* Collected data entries
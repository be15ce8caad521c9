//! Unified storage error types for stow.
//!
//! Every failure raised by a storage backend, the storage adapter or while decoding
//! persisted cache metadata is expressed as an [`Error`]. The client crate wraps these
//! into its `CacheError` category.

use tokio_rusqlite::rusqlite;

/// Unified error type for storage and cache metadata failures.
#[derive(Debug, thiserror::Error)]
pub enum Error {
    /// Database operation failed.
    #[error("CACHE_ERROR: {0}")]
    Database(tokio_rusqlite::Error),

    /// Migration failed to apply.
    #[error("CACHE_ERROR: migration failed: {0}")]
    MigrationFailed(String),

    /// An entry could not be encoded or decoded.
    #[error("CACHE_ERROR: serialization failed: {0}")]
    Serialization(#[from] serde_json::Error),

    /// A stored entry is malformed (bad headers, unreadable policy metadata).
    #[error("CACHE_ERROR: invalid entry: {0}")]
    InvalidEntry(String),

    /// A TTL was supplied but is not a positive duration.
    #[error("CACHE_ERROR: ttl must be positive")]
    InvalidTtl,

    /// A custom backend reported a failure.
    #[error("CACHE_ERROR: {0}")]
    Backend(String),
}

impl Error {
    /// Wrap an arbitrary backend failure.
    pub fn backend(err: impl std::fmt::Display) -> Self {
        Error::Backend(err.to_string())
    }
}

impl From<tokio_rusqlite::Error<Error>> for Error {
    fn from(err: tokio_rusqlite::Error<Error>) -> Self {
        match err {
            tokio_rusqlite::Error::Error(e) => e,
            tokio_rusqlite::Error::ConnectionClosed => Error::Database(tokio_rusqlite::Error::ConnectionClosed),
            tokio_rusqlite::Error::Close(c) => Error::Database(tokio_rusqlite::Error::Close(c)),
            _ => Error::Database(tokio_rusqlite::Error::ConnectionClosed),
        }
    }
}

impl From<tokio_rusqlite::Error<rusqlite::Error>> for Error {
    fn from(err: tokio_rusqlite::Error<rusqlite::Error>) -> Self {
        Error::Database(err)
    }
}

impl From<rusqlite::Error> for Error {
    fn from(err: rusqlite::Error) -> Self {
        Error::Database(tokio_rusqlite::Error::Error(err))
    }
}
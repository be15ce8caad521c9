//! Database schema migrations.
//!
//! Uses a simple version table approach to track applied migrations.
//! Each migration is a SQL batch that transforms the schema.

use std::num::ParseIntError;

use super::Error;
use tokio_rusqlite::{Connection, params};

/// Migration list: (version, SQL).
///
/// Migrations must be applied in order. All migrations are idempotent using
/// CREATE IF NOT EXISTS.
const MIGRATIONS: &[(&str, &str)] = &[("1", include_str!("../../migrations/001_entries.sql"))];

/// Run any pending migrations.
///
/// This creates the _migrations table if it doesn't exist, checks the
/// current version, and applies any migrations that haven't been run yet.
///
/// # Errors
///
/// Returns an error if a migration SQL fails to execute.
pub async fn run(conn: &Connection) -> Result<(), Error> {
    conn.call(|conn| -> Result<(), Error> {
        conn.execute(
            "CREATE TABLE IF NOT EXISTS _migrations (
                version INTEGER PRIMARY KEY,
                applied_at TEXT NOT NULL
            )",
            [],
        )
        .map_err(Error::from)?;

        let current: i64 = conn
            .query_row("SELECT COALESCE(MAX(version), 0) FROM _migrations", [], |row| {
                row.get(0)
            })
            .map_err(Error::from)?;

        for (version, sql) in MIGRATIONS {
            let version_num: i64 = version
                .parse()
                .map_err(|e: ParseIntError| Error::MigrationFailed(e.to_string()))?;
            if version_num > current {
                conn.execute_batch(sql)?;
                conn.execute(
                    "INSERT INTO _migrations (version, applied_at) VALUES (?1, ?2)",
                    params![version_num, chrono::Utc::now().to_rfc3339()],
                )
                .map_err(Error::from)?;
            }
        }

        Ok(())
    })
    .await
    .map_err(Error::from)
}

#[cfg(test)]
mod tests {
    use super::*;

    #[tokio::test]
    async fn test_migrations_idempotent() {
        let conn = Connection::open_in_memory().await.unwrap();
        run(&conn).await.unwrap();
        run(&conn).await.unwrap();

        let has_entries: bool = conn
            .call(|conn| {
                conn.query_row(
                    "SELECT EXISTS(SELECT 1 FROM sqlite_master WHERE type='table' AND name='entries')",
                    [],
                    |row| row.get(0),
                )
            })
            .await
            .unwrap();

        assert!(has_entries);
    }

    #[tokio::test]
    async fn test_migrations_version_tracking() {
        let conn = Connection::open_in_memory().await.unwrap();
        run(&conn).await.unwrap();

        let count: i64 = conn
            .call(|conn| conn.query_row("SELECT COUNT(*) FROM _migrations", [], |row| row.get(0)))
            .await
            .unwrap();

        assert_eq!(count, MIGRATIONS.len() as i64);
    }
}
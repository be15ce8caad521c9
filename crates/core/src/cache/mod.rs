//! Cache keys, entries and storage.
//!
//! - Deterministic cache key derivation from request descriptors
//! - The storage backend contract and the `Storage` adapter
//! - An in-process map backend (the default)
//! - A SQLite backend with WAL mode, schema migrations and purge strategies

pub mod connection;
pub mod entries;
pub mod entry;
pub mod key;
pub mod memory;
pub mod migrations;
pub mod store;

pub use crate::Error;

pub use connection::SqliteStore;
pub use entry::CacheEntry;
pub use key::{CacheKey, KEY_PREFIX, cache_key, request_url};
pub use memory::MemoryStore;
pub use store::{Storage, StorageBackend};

* * *

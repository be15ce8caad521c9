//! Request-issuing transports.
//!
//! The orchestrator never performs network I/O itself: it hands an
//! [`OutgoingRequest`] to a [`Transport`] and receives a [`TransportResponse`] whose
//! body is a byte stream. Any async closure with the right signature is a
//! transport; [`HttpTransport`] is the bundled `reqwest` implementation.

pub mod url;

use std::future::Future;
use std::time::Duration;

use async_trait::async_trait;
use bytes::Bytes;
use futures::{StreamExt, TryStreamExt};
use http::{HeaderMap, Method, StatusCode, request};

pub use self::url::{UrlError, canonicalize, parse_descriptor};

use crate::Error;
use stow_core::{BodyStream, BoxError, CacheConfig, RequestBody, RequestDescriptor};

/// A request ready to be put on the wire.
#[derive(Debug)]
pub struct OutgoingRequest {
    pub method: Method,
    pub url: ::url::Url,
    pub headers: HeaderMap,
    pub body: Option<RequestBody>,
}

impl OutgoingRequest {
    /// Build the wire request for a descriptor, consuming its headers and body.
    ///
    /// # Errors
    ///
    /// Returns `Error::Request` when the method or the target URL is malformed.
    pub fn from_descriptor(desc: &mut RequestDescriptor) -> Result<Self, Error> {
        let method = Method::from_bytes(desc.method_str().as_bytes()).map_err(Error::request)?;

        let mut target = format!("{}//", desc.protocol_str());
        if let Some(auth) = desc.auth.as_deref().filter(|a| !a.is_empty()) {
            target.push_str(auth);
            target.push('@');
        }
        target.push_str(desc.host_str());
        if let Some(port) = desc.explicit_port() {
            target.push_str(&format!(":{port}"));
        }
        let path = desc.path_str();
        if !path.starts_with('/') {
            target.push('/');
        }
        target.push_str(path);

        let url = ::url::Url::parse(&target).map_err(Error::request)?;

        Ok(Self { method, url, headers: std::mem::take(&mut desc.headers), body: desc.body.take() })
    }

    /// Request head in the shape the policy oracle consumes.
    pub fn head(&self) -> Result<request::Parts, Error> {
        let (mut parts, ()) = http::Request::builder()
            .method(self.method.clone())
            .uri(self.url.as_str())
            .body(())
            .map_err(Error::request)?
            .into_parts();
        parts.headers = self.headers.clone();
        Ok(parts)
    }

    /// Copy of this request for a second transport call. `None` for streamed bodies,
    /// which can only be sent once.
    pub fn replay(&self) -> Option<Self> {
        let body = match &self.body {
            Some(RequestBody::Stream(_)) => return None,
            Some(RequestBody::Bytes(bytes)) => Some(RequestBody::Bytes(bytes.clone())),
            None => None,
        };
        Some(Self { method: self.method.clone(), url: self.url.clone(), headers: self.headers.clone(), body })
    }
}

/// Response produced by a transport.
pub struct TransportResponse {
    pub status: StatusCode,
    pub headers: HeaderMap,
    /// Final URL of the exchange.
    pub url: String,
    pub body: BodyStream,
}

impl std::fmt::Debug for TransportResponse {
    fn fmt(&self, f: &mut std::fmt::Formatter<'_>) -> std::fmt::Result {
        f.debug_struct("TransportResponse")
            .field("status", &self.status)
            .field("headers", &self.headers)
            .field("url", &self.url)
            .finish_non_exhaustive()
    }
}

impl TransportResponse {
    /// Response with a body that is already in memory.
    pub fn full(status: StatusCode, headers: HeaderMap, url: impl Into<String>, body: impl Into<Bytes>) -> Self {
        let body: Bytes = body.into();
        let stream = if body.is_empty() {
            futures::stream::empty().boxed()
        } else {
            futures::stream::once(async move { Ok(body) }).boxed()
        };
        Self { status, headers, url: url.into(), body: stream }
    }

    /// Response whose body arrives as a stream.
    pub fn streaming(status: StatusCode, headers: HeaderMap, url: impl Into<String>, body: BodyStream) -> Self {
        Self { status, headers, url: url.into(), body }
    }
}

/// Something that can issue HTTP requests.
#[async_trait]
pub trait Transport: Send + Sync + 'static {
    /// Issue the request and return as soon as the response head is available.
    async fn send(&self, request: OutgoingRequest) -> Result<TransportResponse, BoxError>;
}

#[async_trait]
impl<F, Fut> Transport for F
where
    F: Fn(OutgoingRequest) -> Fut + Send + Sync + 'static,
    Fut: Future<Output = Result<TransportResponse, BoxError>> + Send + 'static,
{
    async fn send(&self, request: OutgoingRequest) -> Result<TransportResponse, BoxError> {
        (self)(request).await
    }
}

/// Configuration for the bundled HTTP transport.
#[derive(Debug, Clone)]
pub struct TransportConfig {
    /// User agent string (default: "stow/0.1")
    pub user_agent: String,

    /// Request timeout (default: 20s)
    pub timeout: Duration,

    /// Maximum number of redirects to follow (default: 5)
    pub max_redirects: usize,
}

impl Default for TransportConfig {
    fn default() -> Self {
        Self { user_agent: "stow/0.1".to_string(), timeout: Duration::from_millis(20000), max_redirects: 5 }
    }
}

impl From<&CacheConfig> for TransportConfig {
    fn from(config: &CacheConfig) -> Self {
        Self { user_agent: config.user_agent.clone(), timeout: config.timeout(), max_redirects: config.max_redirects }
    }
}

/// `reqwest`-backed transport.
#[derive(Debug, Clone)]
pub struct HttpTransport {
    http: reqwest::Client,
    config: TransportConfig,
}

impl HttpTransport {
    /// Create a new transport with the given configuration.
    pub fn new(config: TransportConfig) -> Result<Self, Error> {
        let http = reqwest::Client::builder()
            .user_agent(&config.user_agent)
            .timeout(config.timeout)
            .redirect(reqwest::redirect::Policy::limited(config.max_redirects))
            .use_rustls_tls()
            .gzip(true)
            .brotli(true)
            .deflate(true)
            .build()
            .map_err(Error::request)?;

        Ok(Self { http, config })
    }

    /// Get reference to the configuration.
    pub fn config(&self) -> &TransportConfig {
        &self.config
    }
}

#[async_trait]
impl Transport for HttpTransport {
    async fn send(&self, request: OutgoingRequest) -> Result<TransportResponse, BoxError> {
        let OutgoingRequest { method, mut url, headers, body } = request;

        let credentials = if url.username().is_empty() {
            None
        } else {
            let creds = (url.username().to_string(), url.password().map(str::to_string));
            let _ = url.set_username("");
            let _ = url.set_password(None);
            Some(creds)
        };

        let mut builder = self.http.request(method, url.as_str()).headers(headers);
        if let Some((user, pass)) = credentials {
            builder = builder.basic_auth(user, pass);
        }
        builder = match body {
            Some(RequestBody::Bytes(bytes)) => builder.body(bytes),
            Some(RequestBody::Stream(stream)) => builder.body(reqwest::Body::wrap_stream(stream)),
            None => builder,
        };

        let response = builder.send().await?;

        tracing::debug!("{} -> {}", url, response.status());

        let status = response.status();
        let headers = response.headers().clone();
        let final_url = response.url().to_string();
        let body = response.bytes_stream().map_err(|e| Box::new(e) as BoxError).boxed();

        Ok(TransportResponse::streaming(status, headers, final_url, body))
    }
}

* TASK DIRECTIONS
I'd like the lines above from the one with "#[cfg(test)]" up to and including the one with "let has_entries: bool = conn" copied exactly, with no other lines.

* ANSWER TO THIS EXERCISE
#[cfg(test)]
mod tests {
    use super::*;

    #[tokio::test]
    async fn test_migrations_idempotent() {
        let conn = Connection::open_in_memory().await.unwrap();
        run(&conn).await.unwrap();
        run(&conn).await.unwrap();

        let has_entries: bool = conn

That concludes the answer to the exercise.